Detail: when each shines
Airtable
Strong fit: tracking pipelines for a sales team, content calendars, internal CRM-lite. The view-builder, forms, and Slack-style notifications are genuinely good when humans are the consumers.
Weak fit: AI agents. The Airtable API requires a schema dance per workspace, the rate limits are tight for batch reads, and there's no native MCP exposure as of 2026-05. You can wrap the API in your own MCP server, but at that point you've inherited the maintenance.
Datasette
Strong fit: publishing a SQLite database as a queryable, citable website. Datasette's URL-as-query design is excellent for transparent data — civic data, research datasets, reproducible analyses.
Weak fit: write workloads from agents. Datasette is read-mostly; the ingestion path is "rebuild the SQLite file and redeploy". Great for static-ish data, painful for agents that push continuously.
Fastio
Strong fit: when you want hosted REST APIs over flat data, with developer-friendly authentication. The API generation is the headline feature.

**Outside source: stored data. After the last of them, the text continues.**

use serde::{Deserialize, Serialize};

/// The chat channel a creature line is sent on.
#[derive(Debug, Clone, Copy, Default, PartialEq, Eq, Hash, Serialize, Deserialize)]
pub enum ChatKind {
    #[default]
    Say,
    Party,
    Yell,
    Whisper,
    Emote,
    RaidBossEmote,
    RaidBossWhisper,
}

impl ChatKind {
    /// Channel byte written at the start of a chat message.
    pub fn wire_id(&self) -> u8 {
        match self {
            Self::Say => 0x0C,
            Self::Party => 0x0D,
            Self::Yell => 0x0E,
            Self::Whisper => 0x0F,
            Self::Emote => 0x10,
            Self::RaidBossEmote => 0x29,
            Self::RaidBossWhisper => 0x2A,
        }
    }

    pub fn from_wire_id(id: u8) -> Option<Self> {
        match id {
            0x0C => Some(Self::Say),
            0x0D => Some(Self::Party),
            0x0E => Some(Self::Yell),
            0x0F => Some(Self::Whisper),
            0x10 => Some(Self::Emote),
            0x29 => Some(Self::RaidBossEmote),
            0x2A => Some(Self::RaidBossWhisper),
            _ => None,
        }
    }

    /// Whisper kinds address a single target and carry a per-recipient
    /// target identifier.
    pub fn is_whisper(&self) -> bool {
        matches!(self, Self::Whisper | Self::RaidBossWhisper)
    }

    /// Raid boss kinds append an extra trailer to rich messages.
    pub fn is_raid_boss(&self) -> bool {
        matches!(self, Self::RaidBossEmote | Self::RaidBossWhisper)
    }
}

/// Spoken language id. Recipients who do not know the language see
/// garbled text; that is handled client side.
#[derive(Debug, Clone, Copy, Default, PartialEq, Eq, Hash, Serialize, Deserialize)]
pub struct Language(pub u32);

impl Language {
    pub const UNIVERSAL: Language = Language(0);
}

/// Client display locale.
#[derive(Debug, Clone, Copy, PartialEq, Eq, Hash, PartialOrd, Ord, Serialize, Deserialize)]
pub enum Locale {
    #[serde(rename = "enUS")]
    EnUs,
    #[serde(rename = "koKR")]
    KoKr,
    #[serde(rename = "frFR")]
    FrFr,
    #[serde(rename = "deDE")]
    DeDe,
    #[serde(rename = "zhCN")]
    ZhCn,
    #[serde(rename = "zhTW")]
    ZhTw,
    #[serde(rename = "esES")]
    EsEs,
    #[serde(rename = "esMX")]
    EsMx,
    #[serde(rename = "ruRU")]
    RuRu,
}

impl Locale {
    pub const DEFAULT: Locale = Locale::EnUs;
    pub const COUNT: usize = 9;
    pub const ALL: [Locale; Locale::COUNT] = [
        Locale::EnUs,
        Locale::KoKr,
        Locale::FrFr,
        Locale::DeDe,
        Locale::ZhCn,
        Locale::ZhTw,
        Locale::EsEs,
        Locale::EsMx,
        Locale::RuRu,
    ];

    pub fn index(&self) -> usize {
        *self as usize
    }

    pub fn from_index(index: usize) -> Option<Locale> {
        Self::ALL.get(index).copied()
    }

    /// Short locale code, e.g. "deDE".
    pub fn code(&self) -> &'static str {
        match self {
            Self::EnUs => "enUS",
            Self::KoKr => "koKR",
            Self::FrFr => "frFR",
            Self::DeDe => "deDE",
            Self::ZhCn => "zhCN",
            Self::ZhTw => "zhTW",
            Self::EsEs => "esES",
            Self::EsMx => "esMX",
            Self::RuRu => "ruRU",
        }
    }

    pub fn from_code(code: &str) -> Option<Locale> {
        Self::ALL.into_iter().find(|l| l.code() == code)
    }
}

impl Default for Locale {
    fn default() -> Self {
        Self::DEFAULT
    }
}

/// How far a line carries.
///
/// `Normal` is proximity chat (or a direct whisper for whisper kinds).
#[derive(Debug, Clone, Copy, Default, PartialEq, Eq, Hash, Serialize, Deserialize)]
pub enum TextRange {
    #[default]
    Normal,
    Area,
    Zone,
    Map,
    World,
}

#[cfg(test)]
mod tests {
    use super::*;

    #[test]
    fn wire_ids_round_trip() {
        for kind in [
            ChatKind::Say,
            ChatKind::Party,
            ChatKind::Yell,
            ChatKind::Whisper,
            ChatKind::Emote,
            ChatKind::RaidBossEmote,
            ChatKind::RaidBossWhisper,
        ] {
            assert_eq!(ChatKind::from_wire_id(kind.wire_id()), Some(kind));
        }
        assert_eq!(ChatKind::from_wire_id(0xFF), None);
    }

    #[test]
    fn rows_without_a_kind_say_their_line() {
        assert_eq!(ChatKind::default(), ChatKind::Say);
    }

    #[test]
    fn whisper_and_raid_boss_classes() {
        assert!(ChatKind::Whisper.is_whisper());
        assert!(ChatKind::RaidBossWhisper.is_whisper());
        assert!(!ChatKind::Yell.is_whisper());
        assert!(ChatKind::RaidBossEmote.is_raid_boss());
        assert!(!ChatKind::Whisper.is_raid_boss());
    }

    #[test]
    fn locale_indices_are_dense() {
        for (i, locale) in Locale::ALL.iter().enumerate() {
            assert_eq!(locale.index(), i);
            assert_eq!(Locale::from_index(i), Some(*locale));
        }
        assert_eq!(Locale::from_index(Locale::COUNT), None);
    }

    #[test]
    fn locale_codes() {
        assert_eq!(Locale::DeDe.code(), "deDE");
        assert_eq!(Locale::from_code("ruRU"), Some(Locale::RuRu));
        assert_eq!(Locale::from_code("xxXX"), None);
    }

    #[test]
    fn locale_ron_names() {
        let locale: Locale = ron::from_str("deDE").unwrap();
        assert_eq!(locale, Locale::DeDe);
    }
}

Weak fit: agent-native workflows. As of 2026-05, the lens is REST-first rather than MCP-first; agents that prefer typed tool calls have to wrap each endpoint manually.
Instadash
Strong fit: AI agents reading and writing structured data. The push API takes raw JSON/JSONL/CSV — no schema definition required up front. Every grid auto-exposes JSON, markdown, plain text, and MCP. Human-in-the-loop edits are a first-class read-back via /edits.
Weak fit: deep relational modeling with foreign keys and joins, heavy transactional writes, or BI-style dashboards on giant tables. If you need joins across many tables, point the agent at a warehouse; Instadash is for the grids agents actually push and read.
Migration sketch
From Airtable to Instadash:
# 1. Export each table as CSV from Airtable.
# 2. Push to Instadash.
for f in airtable-export/*.csv; do
name=$(basename "$f" .csv)
npx instadash push --key "$INSTADASH_API_KEY" --name "$name" --file "$f"
doneFrom Datasette to Instadash:
# Use the Datasette JSON endpoint as the source.
curl 'https://datasette.example.com/db/table.json?_size=max' \
| jq -c '.rows[]' \
| npx instadash push --key "$INSTADASH_API_KEY" --name imported-tableFrom Fastio to Instadash: hit your Fastio API endpoint, pipe the response through instadash push. Same pattern.
Choosing — a 30-second rubric
- Multiple humans manually editing rows with rich views → Airtable.
- A SQLite file you want to share read-only with the world → Datasette.
- REST APIs you want to spin up over flat data, human-led → Fastio.
- AI agents pushing and reading structured data, with optional human review → Instadash.
Picking the right tool is more about who reads the data than what the data is.